Work item: Give back exactly the lines that run from the beginning of the entries to the line containing "than faking success.", both included, and nothing else.

Provided records:

impl<C: Clock + 'static> WorkflowManager<C> {
    pub fn new(
        store: Arc<QueueStore<C>>,
        staging: Arc<StagingManager>,
        rip_cache: Arc<RipCacheManager>,
        settings: Arc<Settings>,
        handlers: HashMap<&'static str, Arc<dyn StageHandler>>,
        clock: C,
    ) -> Self {
        let executor =
            Arc::new(StageExecutor::new(store.clone(), staging.clone(), settings.clone(), handlers.clone(), clock.clone()));
        Self {
            store,
            executor,
            staging,
            rip_cache,
            settings,
            handlers,
            clock,
            foreground_paused: AtomicBool::new(false),
            wake: Notify::new(),
            root_cancel: CancellationToken::new(),
            last_error: Mutex::new(None),
            last_item: Mutex::new(None),
        }
    }

    /// §4.2 resume-from-cache: insert a new item for `fingerprint`, then if
    /// the rip cache already holds a valid metadata envelope for it, skip
    /// straight past identification and ripping instead of leaving the item
    /// at `pending`. A cache entry whose envelope itself demands review
    /// lands the item on `failed`+`needs_review` rather than faking success.
    #[instrument(skip(self, title, source_path))]
    pub fn insert_disc(
        &self,
        title: impl Into<String>,
        source_path: Option<String>,
        fingerprint: Fingerprint,
        allow_duplicate: bool,
        priority: i32,
    ) -> Result<QueueItem, spindle_storage::StorageError> {
        let item = self.store.new_disc(title, source_path, fingerprint.clone(), allow_duplicate, priority)?;

        let cache_dir = self.rip_cache.path(fingerprint.as_str());
        let cached = match self.rip_cache.load_metadata(&cache_dir) {
            Ok((Some(meta), true)) => Some(meta),
            _ => None,
        };

        let Some(meta) = cached else {
            self.wake.notify_waiters();
            return Ok(item);
        };

        self.store.persist_rip_spec(item.id, meta.rip_spec_data.clone())?;
        let mut patch = serde_json::Map::new();
        patch.insert("metadata_json".to_string(), serde_json::json!(meta.metadata_json));
        if meta.needs_review {
            patch.insert("needs_review".to_string(), serde_json::json!(true));
            patch.insert("review_reason".to_string(), serde_json::json!(meta.review_reason));
        }
        self.store.update_fields(item.id, patch)?;

        if meta.needs_review {
            let reason = meta.review_reason.clone().unwrap_or_else(|| "cached rip flagged for review".to_string());
            self.store.update_status(item.id, ItemStatus::Failed, Some(reason))?;
        } else {
            self.store.update_status(item.id, ItemStatus::Ripped, None)?;
        }

        info!(item = %item.id, fingerprint = %fingerprint.as_str(), "resumed item from rip cache");
        self.wake.notify_waiters();
        self.store.get_by_id(item.id)
    }

    /// I-5 crash recovery: revert stuck items before either lane's loop
    /// starts claiming work.
    #[instrument(skip(self))]
    pub fn recover_on_start(&self) -> Result<Vec<ItemId>, spindle_storage::StorageError> {
        let reset = self.store.reset_stuck()?;
        if !reset.is_empty() {
            self.wake.notify_waiters();
        }
        Ok(reset)
    }

    pub fn pause_disc_processing(&self) {
        self.foreground_paused.store(true, Ordering::SeqCst);
    }

    pub fn resume_disc_processing(&self) {
        self.foreground_paused.store(false, Ordering::SeqCst);
        self.wake.notify_waiters();
    }

    pub fn is_disc_paused(&self) -> bool {
        self.foreground_paused.load(Ordering::SeqCst)
    }

    pub fn notify_store_changed(&self) {
        self.wake.notify_waiters();
    }

    /// Cancel both lanes' loops and any in-flight stage call. Lane loops
    /// observe this via `tokio::select!` against `root_cancel`.
    pub fn shutdown(&self) {
        self.root_cancel.cancel();
        self.wake.notify_waiters();
    }

    /// Spawn both lane loops on the current tokio runtime. Returns their
    /// join handles so the daemon can await a clean drain on shutdown.
    pub fn spawn_lanes(self: &Arc<Self>) -> (tokio::task::JoinHandle<()>, tokio::task::JoinHandle<()>) {
        let fg = self.clone();
        let bg = self.clone();
        (
            tokio::spawn(async move { fg.run_lane(Lane::Foreground).await }),
            tokio::spawn(async move { bg.run_lane(Lane::Background).await }),
        )
    }

    async fn run_lane(&self, lane: Lane) {
        loop {
            if self.root_cancel.is_cancelled() {
                info!(?lane, "lane loop exiting on shutdown");
                return;
            }
            if lane == Lane::Foreground && self.is_disc_paused() {
                tokio::select! {
                    _ = self.wake.notified() => continue,
                    _ = self.root_cancel.cancelled() => return,
                }
            }

            match self.claim_next(lane) {
                Some(item) => {
                    *self.last_item.lock() = Some(item.id);
                    let cancel = self.root_cancel.child_token();
                    match self.executor.execute(item.id, cancel).await {
                        Ok(_) => {}
                        Err(err) => {
                            warn!(?lane, item = %item.id, error = %err, "stage execution failed");
                            *self.last_error.lock() = Some(err.to_string());
                        }
                    }
                    self.wake.notify_waiters();
                }
                None => {
                    tokio::select! {
                        _ = self.wake.notified() => {}
                        _ = tokio::time::sleep(std::time::Duration::from_secs(2)) => {}
                        _ = self.root_cancel.cancelled() => return,
                    }
                }
            }
        }
    }

    /// Claim the oldest eligible item for `lane` (§5 ordering: `created_at`
    /// asc, ties by `id` asc), transitioning it into its stage's
    /// processing status before returning it.
    fn claim_next(&self, lane: Lane) -> Option<QueueItem> {
        let mut candidates: Vec<QueueItem> = self
            .store
            .list()
            .into_iter()
            .filter(|it| it.lane() == Some(lane) && it.status.enter_processing().is_some())
            .collect();
        candidates.sort_by_key(|it| (it.created_at, it.id));
        let item = candidates.into_iter().next()?;
        let next = item.status.enter_processing()?;
        self.store.update_status(item.id, next, None).ok()?;
        self.store.get_by_id(item.id).ok()
    }

    /// §4.4 single-episode retry: locate the highest completed asset kind
    /// for `episode_key`, clear any failed assets at later kinds, and
    /// resume the item at the appropriate point.
    pub fn retry_episode(&self, id: ItemId, episode_key: &str) -> Result<RetryEpisodeResult, spindle_storage::StorageError> {
        let item = match self.store.get_by_id(id) {
            Ok(item) => item,
            Err(_) => return Ok(RetryEpisodeResult { outcome: RetryEpisodeOutcome::NotFound, new_status: None }),
        };
        if item.status != ItemStatus::Failed {
            return Ok(RetryEpisodeResult { outcome: RetryEpisodeOutcome::NotFailed, new_status: None });
        }
        let Some(raw) = item.rip_spec_data.as_ref() else {
            return Ok(RetryEpisodeResult { outcome: RetryEpisodeOutcome::EpisodeNotFound, new_status: None });
        };
        let Ok(mut envelope) = serde_json::from_slice::<RipSpecEnvelope>(raw) else {
            return Ok(RetryEpisodeResult { outcome: RetryEpisodeOutcome::EpisodeNotFound, new_status: None });
        };
        if envelope.episode(episode_key).is_none() {
            return Ok(RetryEpisodeResult { outcome: RetryEpisodeOutcome::EpisodeNotFound, new_status: None });
        }

        use spindle_core::AssetKind;
        let key_lower = episode_key.to_ascii_lowercase();
        let has_failed = |env: &RipSpecEnvelope, kind: AssetKind| {
            env.assets_of(kind).iter().any(|a| {
                a.episode_key.to_ascii_lowercase() == key_lower && a.status == spindle_core::AssetStatus::Failed
            })
        };
        let clear_failed = |env: &mut RipSpecEnvelope, kind: AssetKind| {
            env.assets_of_mut(kind).retain(|a| !(a.episode_key.to_ascii_lowercase() == key_lower && a.status == spindle_core::AssetStatus::Failed));
        };

        let new_status = if has_failed(&envelope, AssetKind::Subtitled) || has_failed(&envelope, AssetKind::Final) {
            clear_failed(&mut envelope, AssetKind::Subtitled);
            clear_failed(&mut envelope, AssetKind::Final);
            ItemStatus::Encoded
        } else if has_failed(&envelope, AssetKind::Encoded) {
            clear_failed(&mut envelope, AssetKind::Encoded);
            if envelope.episodes.is_empty() { ItemStatus::Ripped } else { ItemStatus::EpisodeIdentified }
        } else {
            ItemStatus::Ripped
        };

        let encoded_envelope = serde_json::to_vec(&envelope).unwrap_or_else(|_| raw.clone());
        self.store.persist_rip_spec(id, encoded_envelope)?;

        let mut patch = serde_json::Map::new();
        patch.insert("needs_review".to_string(), serde_json::json!(false));
        patch.insert("active_episode_key".to_string(), serde_json::json!(episode_key));
        self.store.update_fields(id, patch)?;
        self.store.update_status(id, new_status, None)?;

        Ok(RetryEpisodeResult { outcome: RetryEpisodeOutcome::Retried, new_status: Some(new_status) })
    }

    #[instrument(skip(self))]
    pub async fn status_summary(&self) -> StatusSummary {
        let ctx = StageContext::new(self.settings.clone(), self.staging.item_dir(&spindle_core::Fingerprint::new("health")), self.root_cancel.child_token());
        let mut stage_health = HashMap::new();
        for (key, handler) in &self.handlers {
            stage_health.insert((*key).to_string(), handler.health_check(&ctx).await);
        }
        StatusSummary {
            running: !self.root_cancel.is_cancelled(),
            disc_paused: self.is_disc_paused(),
            queue_stats: self.store.stats(),
            last_error: self.last_error.lock().clone(),
            last_item: *self.last_item.lock(),
            stage_health,
        }
    }
}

Task output:
impl<C: Clock + 'static> WorkflowManager<C> {
    pub fn new(
        store: Arc<QueueStore<C>>,
        staging: Arc<StagingManager>,
        rip_cache: Arc<RipCacheManager>,
        settings: Arc<Settings>,
        handlers: HashMap<&'static str, Arc<dyn StageHandler>>,
        clock: C,
    ) -> Self {
        let executor =
            Arc::new(StageExecutor::new(store.clone(), staging.clone(), settings.clone(), handlers.clone(), clock.clone()));
        Self {
            store,
            executor,
            staging,
            rip_cache,
            settings,
            handlers,
            clock,
            foreground_paused: AtomicBool::new(false),
            wake: Notify::new(),
            root_cancel: CancellationToken::new(),
            last_error: Mutex::new(None),
            last_item: Mutex::new(None),
        }
    }

    /// §4.2 resume-from-cache: insert a new item for `fingerprint`, then if
    /// the rip cache already holds a valid metadata envelope for it, skip
    /// straight past identification and ripping instead of leaving the item
    /// at `pending`. A cache entry whose envelope itself demands review
    /// lands the item on `failed`+`needs_review` rather than faking success.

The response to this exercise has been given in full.